▸ **DATASET CONTENT**:
--------------------

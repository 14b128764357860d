//! Forecast inputs, outputs, and Monte Carlo configuration

use std::fs::File;
use std::io::BufReader;
use std::path::Path;

use chrono::NaiveDate;
use serde::{Deserialize, Serialize};

use super::{DEFAULT_CONFIDENCE, DEFAULT_NUM_RUNS};
use crate::calendar::add_months;
use crate::error::{ForecastError, Result, MIN_SAMPLES};

/// Rate inputs for one forecast call
#[derive(Debug, Clone, Copy, PartialEq, Serialize, Deserialize)]
pub struct RateParameters {
    /// Annual interest rate (0.05 = 5%)
    pub annual_interest_rate: f64,

    /// Annual percentage fee (0.01 = 1%)
    #[serde(default)]
    pub annual_pct_fee: f64,

    /// Standard deviation of the monthly multiplier
    #[serde(default)]
    pub volatility: f64,
}

impl RateParameters {
    pub fn new(annual_interest_rate: f64, annual_pct_fee: f64, volatility: f64) -> Self {
        Self {
            annual_interest_rate,
            annual_pct_fee,
            volatility,
        }
    }

    /// Monthly multiplier used by the deterministic forecaster:
    /// `rate/12 + 1 - fee/12`
    pub fn deterministic_multiplier(&self) -> f64 {
        self.annual_interest_rate / 12.0 + 1.0 - self.annual_pct_fee / 12.0
    }

    /// Mean monthly rate fed to the sampler: `(rate - fee)/12`
    ///
    /// The fee comes off the annual rate before the monthly conversion here,
    /// unlike [`deterministic_multiplier`](Self::deterministic_multiplier).
    /// The two formulations are kept distinct.
    pub fn stochastic_mean_monthly_rate(&self) -> f64 {
        (self.annual_interest_rate - self.annual_pct_fee) / 12.0
    }

    pub fn validate(&self) -> Result<()> {
        if !self.annual_interest_rate.is_finite() {
            return Err(ForecastError::invalid(
                "annual_interest_rate",
                "must be a finite number",
            ));
        }
        if !self.annual_pct_fee.is_finite() {
            return Err(ForecastError::invalid(
                "annual_pct_fee",
                "must be a finite number",
            ));
        }
        if !self.volatility.is_finite() || self.volatility < 0.0 {
            return Err(ForecastError::invalid(
                "volatility",
                format!("must be finite and non-negative, got {}", self.volatility),
            ));
        }
        Ok(())
    }
}

/// How far forward to project, and from when
#[derive(Debug, Clone, Copy, PartialEq, Eq, Serialize, Deserialize)]
pub struct ProjectionHorizon {
    pub months: u32,
    pub start_date: NaiveDate,
}

impl ProjectionHorizon {
    pub fn new(months: u32, start_date: NaiveDate) -> Self {
        Self { months, start_date }
    }

    /// Calendar date the projection lands on
    pub fn target_date(&self) -> NaiveDate {
        add_months(self.start_date, i32::try_from(self.months).unwrap_or(i32::MAX))
    }
}

/// Projected balance with its interval and target date
#[derive(Debug, Clone, Copy, PartialEq, Serialize, Deserialize)]
pub struct ForecastResult {
    pub point_estimate: f64,
    pub lower_bound: f64,
    pub upper_bound: f64,
    pub target_date: NaiveDate,
}

impl ForecastResult {
    /// A result with no uncertainty: both bounds equal the point estimate
    pub fn exact(point_estimate: f64, target_date: NaiveDate) -> Self {
        Self {
            point_estimate,
            lower_bound: point_estimate,
            upper_bound: point_estimate,
            target_date,
        }
    }

    /// Distance from the point estimate to the upper bound
    pub fn half_width(&self) -> f64 {
        self.upper_bound - self.point_estimate
    }
}

/// Monte Carlo run configuration
#[derive(Debug, Clone, PartialEq, Serialize, Deserialize)]
pub struct MonteCarloConfig {
    /// Number of simulated paths (at least 3)
    #[serde(default = "default_num_runs")]
    pub num_runs: usize,

    /// Two-tailed confidence level in (0, 1)
    #[serde(default = "default_confidence")]
    pub confidence: f64,

    /// Seed for reproducible runs; entropy-seeded when absent
    #[serde(default)]
    pub seed: Option<u64>,

    /// Simulate paths on the rayon thread pool
    #[serde(default = "default_parallel")]
    pub parallel: bool,
}

fn default_num_runs() -> usize { DEFAULT_NUM_RUNS }
fn default_confidence() -> f64 { DEFAULT_CONFIDENCE }
fn default_parallel() -> bool { true }

impl Default for MonteCarloConfig {
    fn default() -> Self {
        Self {
            num_runs: DEFAULT_NUM_RUNS,
            confidence: DEFAULT_CONFIDENCE,
            seed: None,
            parallel: true,
        }
    }
}

impl MonteCarloConfig {
    /// Load a configuration from a JSON file; missing fields take defaults
    pub fn from_json_file<P: AsRef<Path>>(path: P) -> Result<Self> {
        let reader = BufReader::new(File::open(path)?);
        Ok(serde_json::from_reader(reader)?)
    }

    pub fn validate(&self) -> Result<()> {
        if self.num_runs < MIN_SAMPLES {
            return Err(ForecastError::insufficient(self.num_runs));
        }
        validate_confidence(self.confidence)
    }
}

pub(crate) fn validate_confidence(confidence: f64) -> Result<()> {
    if confidence > 0.0 && confidence < 1.0 {
        Ok(())
    } else {
        Err(ForecastError::invalid(
            "confidence",
            format!("must lie strictly between 0 and 1, got {confidence}"),
        ))
    }
}

/// Starting balances must be finite and non-negative
pub(crate) fn validate_balance(balance: f64) -> Result<()> {
    if balance.is_finite() && balance >= 0.0 {
        Ok(())
    } else {
        Err(ForecastError::invalid(
            "balance",
            format!("must be finite and non-negative, got {balance}"),
        ))
    }
}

--------------------

▸ **ASSIGNMENT**: All of the entries should be written out again exactly.

▸ **OUTPUT OF THE EXERCISE**:
repository 14b128764357860d
//! Forecast inputs, outputs, and Monte Carlo configuration

use std::fs::File;
use std::io::BufReader;
use std::path::Path;

use chrono::NaiveDate;
use serde::{Deserialize, Serialize};

use super::{DEFAULT_CONFIDENCE, DEFAULT_NUM_RUNS};
use crate::calendar::add_months;
use crate::error::{ForecastError, Result, MIN_SAMPLES};

/// Rate inputs for one forecast call
#[derive(Debug, Clone, Copy, PartialEq, Serialize, Deserialize)]
pub struct RateParameters {
    /// Annual interest rate (0.05 = 5%)
    pub annual_interest_rate: f64,

    /// Annual percentage fee (0.01 = 1%)
    #[serde(default)]
    pub annual_pct_fee: f64,

    /// Standard deviation of the monthly multiplier
    #[serde(default)]
    pub volatility: f64,
}

impl RateParameters {
    pub fn new(annual_interest_rate: f64, annual_pct_fee: f64, volatility: f64) -> Self {
        Self {
            annual_interest_rate,
            annual_pct_fee,
            volatility,
        }
    }

    /// Monthly multiplier used by the deterministic forecaster:
    /// `rate/12 + 1 - fee/12`
    pub fn deterministic_multiplier(&self) -> f64 {
        self.annual_interest_rate / 12.0 + 1.0 - self.annual_pct_fee / 12.0
    }

    /// Mean monthly rate fed to the sampler: `(rate - fee)/12`
    ///
    /// The fee comes off the annual rate before the monthly conversion here,
    /// unlike [`deterministic_multiplier`](Self::deterministic_multiplier).
    /// The two formulations are kept distinct.
    pub fn stochastic_mean_monthly_rate(&self) -> f64 {
        (self.annual_interest_rate - self.annual_pct_fee) / 12.0
    }

    pub fn validate(&self) -> Result<()> {
        if !self.annual_interest_rate.is_finite() {
            return Err(ForecastError::invalid(
                "annual_interest_rate",
                "must be a finite number",
            ));
        }
        if !self.annual_pct_fee.is_finite() {
            return Err(ForecastError::invalid(
                "annual_pct_fee",
                "must be a finite number",
            ));
        }
        if !self.volatility.is_finite() || self.volatility < 0.0 {
            return Err(ForecastError::invalid(
                "volatility",
                format!("must be finite and non-negative, got {}", self.volatility),
            ));
        }
        Ok(())
    }
}

/// How far forward to project, and from when
#[derive(Debug, Clone, Copy, PartialEq, Eq, Serialize, Deserialize)]
pub struct ProjectionHorizon {
    pub months: u32,
    pub start_date: NaiveDate,
}

impl ProjectionHorizon {
    pub fn new(months: u32, start_date: NaiveDate) -> Self {
        Self { months, start_date }
    }

    /// Calendar date the projection lands on
    pub fn target_date(&self) -> NaiveDate {
        add_months(self.start_date, i32::try_from(self.months).unwrap_or(i32::MAX))
    }
}

/// Projected balance with its interval and target date
#[derive(Debug, Clone, Copy, PartialEq, Serialize, Deserialize)]
pub struct ForecastResult {
    pub point_estimate: f64,
    pub lower_bound: f64,
    pub upper_bound: f64,
    pub target_date: NaiveDate,
}

impl ForecastResult {
    /// A result with no uncertainty: both bounds equal the point estimate
    pub fn exact(point_estimate: f64, target_date: NaiveDate) -> Self {
        Self {
            point_estimate,
            lower_bound: point_estimate,
            upper_bound: point_estimate,
            target_date,
        }
    }

    /// Distance from the point estimate to the upper bound
    pub fn half_width(&self) -> f64 {
        self.upper_bound - self.point_estimate
    }
}

/// Monte Carlo run configuration
#[derive(Debug, Clone, PartialEq, Serialize, Deserialize)]
pub struct MonteCarloConfig {
    /// Number of simulated paths (at least 3)
    #[serde(default = "default_num_runs")]
    pub num_runs: usize,

    /// Two-tailed confidence level in (0, 1)
    #[serde(default = "default_confidence")]
    pub confidence: f64,

    /// Seed for reproducible runs; entropy-seeded when absent
    #[serde(default)]
    pub seed: Option<u64>,

    /// Simulate paths on the rayon thread pool
    #[serde(default = "default_parallel")]
    pub parallel: bool,
}

fn default_num_runs() -> usize { DEFAULT_NUM_RUNS }
fn default_confidence() -> f64 { DEFAULT_CONFIDENCE }
fn default_parallel() -> bool { true }

impl Default for MonteCarloConfig {
    fn default() -> Self {
        Self {
            num_runs: DEFAULT_NUM_RUNS,
            confidence: DEFAULT_CONFIDENCE,
            seed: None,
            parallel: true,
        }
    }
}

impl MonteCarloConfig {
    /// Load a configuration from a JSON file; missing fields take defaults
    pub fn from_json_file<P: AsRef<Path>>(path: P) -> Result<Self> {
        let reader = BufReader::new(File::open(path)?);
        Ok(serde_json::from_reader(reader)?)
    }

    pub fn validate(&self) -> Result<()> {
        if self.num_runs < MIN_SAMPLES {
            return Err(ForecastError::insufficient(self.num_runs));
        }
        validate_confidence(self.confidence)
    }
}

pub(crate) fn validate_confidence(confidence: f64) -> Result<()> {
    if confidence > 0.0 && confidence < 1.0 {
        Ok(())
    } else {
        Err(ForecastError::invalid(
            "confidence",
            format!("must lie strictly between 0 and 1, got {confidence}"),
        ))
    }
}

/// Starting balances must be finite and non-negative
pub(crate) fn validate_balance(balance: f64) -> Result<()> {
    if balance.is_finite() && balance >= 0.0 {
        Ok(())
    } else {
        Err(ForecastError::invalid(
            "balance",
            format!("must be finite and non-negative, got {balance}"),
        ))
    }
}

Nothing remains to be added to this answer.